The inspector general’s office opened its investigation into Adams’ actions after a report in The Times that Adams had mixed personal outings and business trips while using military aircraft under his command at El Toro. Several of the flights came shortly before Adams suspended two of his top aides in January for alleged plane misuse.
One of the aides, Col. James E. Sabow, shot himself to death a few days after his dismissal in January.
Among the inspector general’s findings:
* Adams failed to tell military doctors that he was taking two medications for an irregular heartbeat, including one that can affect flying performance, from 1988 through 1991. Adams, who collected $2,000 in flight pay during that time while piloting the F-18 jet fighter, “would have been grounded” had officials been notified as required that he was on medication, the report says.

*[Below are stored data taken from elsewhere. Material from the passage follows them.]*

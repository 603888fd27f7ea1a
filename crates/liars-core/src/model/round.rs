use crate::model::bid::{Action, Bid};
use crate::model::hand::Hand;
use crate::model::rules::{BidRules, RuleError};
use crate::model::seat::SeatId;
use rand::Rng;
use std::vec::Vec;
use thiserror::Error;

/// One round of bidding, from the deal to the challenge that ends it.
#[derive(Debug, Clone)]
pub struct RoundState {
    seats: Vec<SeatHand>,
    rules: BidRules,
    leader: SeatId,
    turn: usize,
    phase: RoundPhase,
    history: Vec<BidRecord>,
}

#[derive(Debug, Clone, Copy, PartialEq, Eq)]
struct SeatHand {
    seat: SeatId,
    hand: Hand,
}

#[derive(Debug, Clone, Copy, PartialEq, Eq)]
pub enum RoundPhase {
    AwaitingFirstBid,
    ActiveBidding {
        standing: Bid,
        bidder: SeatId,
    },
    Challenged {
        standing: Bid,
        bidder: SeatId,
        challenger: SeatId,
    },
    Resolved(RoundOutcome),
}

#[derive(Debug, Clone, Copy, PartialEq, Eq)]
pub struct BidRecord {
    pub seat: SeatId,
    pub bid: Bid,
}

#[derive(Debug, Clone, Copy, PartialEq, Eq)]
pub struct RoundOutcome {
    pub bid: Bid,
    pub bidder: SeatId,
    pub challenger: SeatId,
    pub loser: SeatId,
    pub actual: u8,
    pub bid_held: bool,
}

#[derive(Debug, Clone, Copy, PartialEq, Eq)]
pub enum TurnOutcome {
    BidPlaced { next: SeatId },
    Resolved(RoundOutcome),
}

#[derive(Debug, Clone, PartialEq, Eq, Error)]
pub enum RoundError {
    #[error("a round needs at least two seats holding dice")]
    NotEnoughSeats,
    #[error("{0} is not seated in this round")]
    UnknownSeat(SeatId),
    #[error("expected {expected} to act but got {actual}")]
    OutOfTurn { expected: SeatId, actual: SeatId },
    #[error("there is no bid to challenge")]
    NoStandingBid,
    #[error("the round is already resolved")]
    AlreadyResolved,
    #[error(transparent)]
    Rule(#[from] RuleError),
}

impl RoundState {
    /// Deals fresh hands of the given sizes, in table order, with `leader` opening.
    pub fn deal<R: Rng + ?Sized>(
        sizes: &[(SeatId, u8)],
        leader: SeatId,
        wild: bool,
        rng: &mut R,
    ) -> Result<Self, RoundError> {
        let hands = sizes
            .iter()
            .map(|(seat, size)| (*seat, Hand::roll(*size, rng)))
            .collect();
        Self::from_hands(hands, leader, wild)
    }

    pub fn from_hands(
        hands: Vec<(SeatId, Hand)>,
        leader: SeatId,
        wild: bool,
    ) -> Result<Self, RoundError> {
        let seats: Vec<SeatHand> = hands
            .into_iter()
            .filter(|(_, hand)| !hand.is_empty())
            .map(|(seat, hand)| SeatHand { seat, hand })
            .collect();
        if seats.len() < 2 {
            return Err(RoundError::NotEnoughSeats);
        }
        let turn = seats
            .iter()
            .position(|s| s.seat == leader)
            .ok_or(RoundError::UnknownSeat(leader))?;
        let total: usize = seats.iter().map(|s| s.hand.len()).sum();
        let total = u8::try_from(total).unwrap_or(u8::MAX);

        Ok(Self {
            seats,
            rules: BidRules::new(total, wild),
            leader,
            turn,
            phase: RoundPhase::AwaitingFirstBid,
            history: Vec::new(),
        })
    }

    pub fn phase(&self) -> &RoundPhase {
        &self.phase
    }

    pub fn rules(&self) -> &BidRules {
        &self.rules
    }

    pub fn total_dice(&self) -> u8 {
        self.rules.total_dice()
    }

    pub fn wild(&self) -> bool {
        self.rules.wild()
    }

    pub fn leader(&self) -> SeatId {
        self.leader
    }

    pub fn expected_seat(&self) -> SeatId {
        self.seats[self.turn].seat
    }

    pub fn seats(&self) -> impl Iterator<Item = SeatId> + '_ {
        self.seats.iter().map(|s| s.seat)
    }

    pub fn hand(&self, seat: SeatId) -> Option<&Hand> {
        self.seats.iter().find(|s| s.seat == seat).map(|s| &s.hand)
    }

    pub fn hands(&self) -> impl Iterator<Item = &Hand> + '_ {
        self.seats.iter().map(|s| &s.hand)
    }

    /// Die counts of everyone else, starting with the seat after `seat`.
    pub fn opponent_sizes(&self, seat: SeatId) -> Vec<u8> {
        let Some(start) = self.seats.iter().position(|s| s.seat == seat) else {
            return Vec::new();
        };
        (1..self.seats.len())
            .map(|offset| {
                let hand = &self.seats[(start + offset) % self.seats.len()].hand;
                hand.len() as u8
            })
            .collect()
    }

    pub fn standing_bid(&self) -> Option<Bid> {
        match self.phase {
            RoundPhase::ActiveBidding { standing, .. } | RoundPhase::Challenged { standing, .. } => {
                Some(standing)
            }
            RoundPhase::Resolved(outcome) => Some(outcome.bid),
            RoundPhase::AwaitingFirstBid => None,
        }
    }

    pub fn history(&self) -> &[BidRecord] {
        &self.history
    }

    pub fn outcome(&self) -> Option<RoundOutcome> {
        match self.phase {
            RoundPhase::Resolved(outcome) => Some(outcome),
            _ => None,
        }
    }

    pub fn is_resolved(&self) -> bool {
        matches!(self.phase, RoundPhase::Resolved(_))
    }

    pub fn apply(&mut self, seat: SeatId, action: Action) -> Result<TurnOutcome, RoundError> {
        match action {
            Action::Bid(bid) => self.place_bid(seat, bid),
            Action::Challenge => self.challenge(seat).map(TurnOutcome::Resolved),
        }
    }

    pub fn place_bid(&mut self, seat: SeatId, bid: Bid) -> Result<TurnOutcome, RoundError> {
        self.ensure_turn(seat)?;
        let standing = match self.phase {
            RoundPhase::AwaitingFirstBid => None,
            RoundPhase::ActiveBidding { standing, .. } => Some(standing),
            RoundPhase::Challenged { .. } | RoundPhase::Resolved(_) => {
                return Err(RoundError::AlreadyResolved);
            }
        };
        self.rules.check(standing, bid)?;

        self.history.push(BidRecord { seat, bid });
        self.phase = RoundPhase::ActiveBidding {
            standing: bid,
            bidder: seat,
        };
        self.turn = (self.turn + 1) % self.seats.len();
        Ok(TurnOutcome::BidPlaced {
            next: self.expected_seat(),
        })
    }

    pub fn challenge(&mut self, seat: SeatId) -> Result<RoundOutcome, RoundError> {
        self.ensure_turn(seat)?;
        let (standing, bidder) = match self.phase {
            RoundPhase::ActiveBidding { standing, bidder } => (standing, bidder),
            RoundPhase::AwaitingFirstBid => return Err(RoundError::NoStandingBid),
            RoundPhase::Challenged { .. } | RoundPhase::Resolved(_) => {
                return Err(RoundError::AlreadyResolved);
            }
        };
        self.phase = RoundPhase::Challenged {
            standing,
            bidder,
            challenger: seat,
        };
        Ok(self.resolve(standing, bidder, seat))
    }

    fn resolve(&mut self, standing: Bid, bidder: SeatId, challenger: SeatId) -> RoundOutcome {
        let resolution = self.rules.resolve(self.hands(), standing, bidder, challenger);
        let outcome = RoundOutcome {
            bid: standing,
            bidder,
            challenger,
            loser: resolution.loser,
            actual: resolution.actual,
            bid_held: resolution.bid_held,
        };
        self.phase = RoundPhase::Resolved(outcome);
        outcome
    }

    fn ensure_turn(&self, seat: SeatId) -> Result<(), RoundError> {
        if self.is_resolved() {
            return Err(RoundError::AlreadyResolved);
        }
        if self.hand(seat).is_none() {
            return Err(RoundError::UnknownSeat(seat));
        }
        let expected = self.expected_seat();
        if expected != seat {
            return Err(RoundError::OutOfTurn {
                expected,
                actual: seat,
            });
        }
        Ok(())
    }
}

The inspector general’s office concluded that Adams’ behavior was “potentially dangerous, unnecessary and unwarranted.”
* Adams accepted $200 worth of champagne flutes and champagne from Gary Hunt, senior vice president of the Irvine Co., and his wife, as a wedding gift in December, 1990.
Hunt is heading negotiations for the Irvine Co. with the El Toro Marine base over the Marines’ plans to modify flight plans around the base and adjust noise levels in surrounding communities. Officials said the gift had the appearance of a conflict and, according to the report, violated military policy.
Adams and Hunt said they saw no conflict, however.
* After moving into his personal quarters at El Toro in August, 1990, Adams authorized the purchase of $7,000 in cabinets, chairs, tables, a sofa and other items. Investigators called these purchases “excessive and not in keeping with the spirit” of military regulations.
* Adams misused government planes on at least three occasions: stopping off in Florida to sign his divorce papers en route to a convention in Virginia last year; getting a plane to shuttle him to the base and back to Big Bear last October during a trip with his fiancee; and getting a plane to take him back from Burbank to Yuma, Ariz., after a family emergency in 1987.
Cook cited Adams only in connection with the Big Bear trip--for using the government plane improperly, falsifying an expense claim and lying to investigators. According to the inspector general’s report, Adams claimed he had inspected the Marine recreational facility while at Big Bear with his fiancee, but there is no evidence such an inspection took place.